• Exercise aim: Determine how many lines of the entries include the word "bool", and report that number with no further text.

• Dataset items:

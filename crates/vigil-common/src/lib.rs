//! Domain types shared by the alerting engine, the notification crate and
//! the server binary.

pub mod id;
pub mod matcher;
pub mod types;
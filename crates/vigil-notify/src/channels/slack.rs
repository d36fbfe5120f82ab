use crate::channels::check_response;
use crate::plugin::ChannelPlugin;
use crate::{summary_line, NotificationChannel, NotificationKind};
use anyhow::Result;
use async_trait::async_trait;
use serde::Deserialize;
use serde_json::{json, Value};
use vigil_common::types::{ActiveAlert, Severity};

/// Slack incoming-webhook channel.
pub struct SlackChannel {
    instance_id: String,
    client: reqwest::Client,
    config: SlackConfig,
}

impl SlackChannel {
    pub fn new(instance_id: &str, config: SlackConfig) -> Self {
        Self {
            instance_id: instance_id.to_string(),
            client: reqwest::Client::new(),
            config,
        }
    }

    pub(crate) fn build_message(&self, alert: &ActiveAlert, kind: NotificationKind) -> Value {
        let color = match (kind, alert.severity) {
            (NotificationKind::Resolved, _) => "good",
            (_, Severity::Critical | Severity::High) => "danger",
            (_, Severity::Medium) => "warning",
            _ => "#439FE0",
        };

        let mut fields = vec![
            json!({ "title": "Severity", "value": alert.severity.to_string(), "short": true }),
            json!({ "title": "Value", "value": format!("{:.2}", alert.value), "short": true }),
            json!({ "title": "Started", "value": alert.starts_at.to_rfc3339(), "short": true }),
        ];
        if let Some(summary) = alert.annotations.get("summary") {
            fields.push(json!({ "title": "Summary", "value": summary, "short": false }));
        }

        let mut message = json!({
            "text": summary_line(alert, kind),
            "attachments": [{
                "color": color,
                "fields": fields,
                "footer": format!("fingerprint {}", alert.fingerprint),
            }],
        });
        if let Some(channel) = &self.config.channel {
            message["channel"] = json!(channel);
        }
        if let Some(username) = &self.config.username {
            message["username"] = json!(username);
        }
        message
    }
}

#[async_trait]
impl NotificationChannel for SlackChannel {
    async fn send(&self, alert: &ActiveAlert, kind: NotificationKind) -> Result<()> {
        let resp = self
            .client
            .post(&self.config.webhook_url)
            .json(&self.build_message(alert, kind))
            .send()
            .await?;
        check_response("slack", resp).await
    }

    fn channel_type(&self) -> &str {
        "slack"
    }

    fn instance_id(&self) -> &str {
        &self.instance_id
    }
}

// Plugin

#[derive(Debug, Clone, Deserialize)]
pub struct SlackConfig {
    pub webhook_url: String,
    #[serde(default)]
    pub channel: Option<String>,
    #[serde(default)]
    pub username: Option<String>,
}

pub struct SlackPlugin;

impl SlackPlugin {
    fn parse(settings: &Value) -> Result<SlackConfig> {
        let cfg: SlackConfig = serde_json::from_value(settings.clone())
            .map_err(|e| anyhow::anyhow!("Invalid slack config: {e}"))?;
        if cfg.webhook_url.trim().is_empty() {
            anyhow::bail!("Invalid slack config: webhook_url is empty");
        }
        Ok(cfg)
    }
}

impl ChannelPlugin for SlackPlugin {
    fn name(&self) -> &str {
        "slack"
    }

    fn validate_config(&self, settings: &Value) -> Result<()> {
        Self::parse(settings).map(|_| ())
    }

    fn create_channel(
        &self,
        instance_id: &str,
        settings: &Value,
    ) -> Result<Box<dyn NotificationChannel>> {
        Ok(Box::new(SlackChannel::new(instance_id, Self::parse(settings)?)))
    }
}
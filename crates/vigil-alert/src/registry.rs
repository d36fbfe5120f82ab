use crate::error::{AlertError, Result};
use chrono::{DateTime, Utc};
use parking_lot::RwLock;
use std::collections::{HashMap, HashSet};
use vigil_common::types::{AlertRule, MAX_DURATION_SECS};

/// Thread-safe owner of all rule definitions.
///
/// Rules are validated on the way in; a rule that fails validation never
/// enters the registry. Reads hand out clones so callers never observe a
/// rule mid-update.
pub struct RuleRegistry {
    rules: RwLock<HashMap<String, AlertRule>>,
    metric_thresholds: HashMap<String, f64>,
    escalation_policies: HashSet<String>,
}

impl RuleRegistry {
    pub fn new(
        metric_thresholds: HashMap<String, f64>,
        escalation_policies: HashSet<String>,
    ) -> Self {
        Self {
            rules: RwLock::new(HashMap::new()),
            metric_thresholds,
            escalation_policies,
        }
    }

    /// Validates and registers a rule, returning its ID.
    ///
    /// An empty `id` is replaced by a generated one. Conditions without a
    /// threshold receive the configured default for their metric.
    pub fn add_rule(&self, mut rule: AlertRule) -> Result<String> {
        self.validate(&mut rule)?;
        if rule.id.is_empty() {
            rule.id = vigil_common::id::prefixed_id("rule");
        }

        let now = Utc::now();
        rule.created_at = now;
        rule.updated_at = now;
        rule.last_evaluated = None;
        rule.evaluation_count = 0;
        rule.trigger_count = 0;

        let mut rules = self.rules.write();
        if rules.contains_key(&rule.id) {
            return Err(AlertError::DuplicateRule(rule.id));
        }
        let id = rule.id.clone();
        tracing::info!(rule_id = %id, name = %rule.name, "Alert rule added");
        rules.insert(id.clone(), rule);
        Ok(id)
    }

    /// Replaces a rule's definition. `id`, `created_at` and the evaluation
    /// counters survive; label changes only affect future fingerprints.
    pub fn update_rule(&self, id: &str, mut rule: AlertRule) -> Result<AlertRule> {
        self.validate(&mut rule)?;

        let mut rules = self.rules.write();
        let existing = rules
            .get_mut(id)
            .ok_or_else(|| AlertError::RuleNotFound(id.to_string()))?;

        rule.id = existing.id.clone();
        rule.created_at = existing.created_at;
        rule.updated_at = Utc::now();
        rule.last_evaluated = existing.last_evaluated;
        rule.evaluation_count = existing.evaluation_count;
        rule.trigger_count = existing.trigger_count;
        *existing = rule;

        tracing::info!(rule_id = %id, "Alert rule updated");
        Ok(existing.clone())
    }

    pub fn remove_rule(&self, id: &str) -> Result<AlertRule> {
        let removed = self
            .rules
            .write()
            .remove(id)
            .ok_or_else(|| AlertError::RuleNotFound(id.to_string()))?;
        tracing::info!(rule_id = %id, "Alert rule removed");
        Ok(removed)
    }

    pub fn set_enabled(&self, id: &str, enabled: bool) -> Result<()> {
        let mut rules = self.rules.write();
        let rule = rules
            .get_mut(id)
            .ok_or_else(|| AlertError::RuleNotFound(id.to_string()))?;
        rule.enabled = enabled;
        rule.updated_at = Utc::now();
        Ok(())
    }

    pub fn get_rule(&self, id: &str) -> Option<AlertRule> {
        self.rules.read().get(id).cloned()
    }

    pub fn contains(&self, id: &str) -> bool {
        self.rules.read().contains_key(id)
    }

    /// Snapshot of every rule, oldest first.
    pub fn list_rules(&self) -> Vec<AlertRule> {
        let mut rules: Vec<AlertRule> = self.rules.read().values().cloned().collect();
        rules.sort_by(|a, b| a.created_at.cmp(&b.created_at).then_with(|| a.id.cmp(&b.id)));
        rules
    }

    pub fn enabled_rules(&self) -> Vec<AlertRule> {
        self.rules
            .read()
            .values()
            .filter(|r| r.enabled)
            .cloned()
            .collect()
    }

    pub fn len(&self) -> usize {
        self.rules.read().len()
    }

    pub fn is_empty(&self) -> bool {
        self.rules.read().is_empty()
    }

    pub fn enabled_count(&self) -> usize {
        self.rules.read().values().filter(|r| r.enabled).count()
    }

    /// No-op for rules removed while their evaluation was in flight.
    pub fn record_evaluation(&self, id: &str, at: DateTime<Utc>) {
        if let Some(rule) = self.rules.write().get_mut(id) {
            rule.last_evaluated = Some(at);
            rule.evaluation_count += 1;
        }
    }

    pub fn record_trigger(&self, id: &str) {
        if let Some(rule) = self.rules.write().get_mut(id) {
            rule.trigger_count += 1;
        }
    }

    fn validate(&self, rule: &mut AlertRule) -> Result<()> {
        if rule.name.trim().is_empty() {
            return Err(AlertError::InvalidRule("name must not be empty".into()));
        }
        if rule.for_secs > MAX_DURATION_SECS {
            return Err(AlertError::InvalidRule(format!(
                "rule '{}' has a for duration of {}s, above the {}s limit",
                rule.name, rule.for_secs, MAX_DURATION_SECS
            )));
        }
        if rule.conditions.is_empty() && rule.queries.is_empty() {
            return Err(AlertError::InvalidRule(format!(
                "rule '{}' needs at least one condition or metric query",
                rule.name
            )));
        }
        for query in &rule.queries {
            if query.query.trim().is_empty() {
                return Err(AlertError::InvalidRule(format!(
                    "metric query '{}' has an empty expression",
                    query.name
                )));
            }
        }
        for condition in &mut rule.conditions {
            if condition.metric.trim().is_empty() {
                return Err(AlertError::InvalidRule(
                    "condition metric must not be empty".into(),
                ));
            }
            if condition.window_secs == 0 {
                return Err(AlertError::InvalidRule(format!(
                    "condition on '{}' needs a non-zero window",
                    condition.metric
                )));
            }
            if condition.window_secs > MAX_DURATION_SECS {
                return Err(AlertError::InvalidRule(format!(
                    "condition on '{}' has a {}s window, above the {}s limit",
                    condition.metric, condition.window_secs, MAX_DURATION_SECS
                )));
            }
            if condition.threshold.is_none() {
                let default = self.metric_thresholds.get(&condition.metric).ok_or_else(|| {
                    AlertError::InvalidRule(format!(
                        "condition on '{}' has no threshold and no default is configured",
                        condition.metric
                    ))
                })?;
                condition.threshold = Some(*default);
            }
        }
        if let Some(policy) = &rule.escalation_policy {
            if !self.escalation_policies.contains(policy) {
                return Err(AlertError::UnknownEscalationPolicy(policy.clone()));
            }
        }
        Ok(())
    }
}
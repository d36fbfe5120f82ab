use sha2::{Digest, Sha256};
use vigil_common::types::Labels;

/// Computes the identity of the alert a rule produces for a label set.
///
/// Only `rule_id` and `labels` are hashed. Observed values are deliberately
/// excluded, so a fluctuating metric keeps mapping to one alert. Label order
/// is irrelevant because [`Labels`] iterates sorted.
///
/// # Examples
///
/// ```
/// use vigil_alert::fingerprint::fingerprint;
/// use vigil_common::types::Labels;
///
/// let mut labels = Labels::new();
/// labels.insert("host".into(), "web-1".into());
/// let fp = fingerprint("cpu-high", &labels);
/// assert_eq!(fp.len(), 16);
/// assert_eq!(fp, fingerprint("cpu-high", &labels));
/// assert_ne!(fp, fingerprint("cpu-low", &labels));
/// ```
pub fn fingerprint(rule_id: &str, labels: &Labels) -> String {
    let mut hasher = Sha256::new();
    hasher.update(rule_id.as_bytes());
    for (k, v) in labels {
        // 0xff never occurs in UTF-8, so field boundaries cannot collide.
        hasher.update([0xff]);
        hasher.update(k.as_bytes());
        hasher.update([0xfe]);
        hasher.update(v.as_bytes());
    }
    let digest = format!("{:x}", hasher.finalize());
    digest[..16].to_string()
}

• Result of this task: 3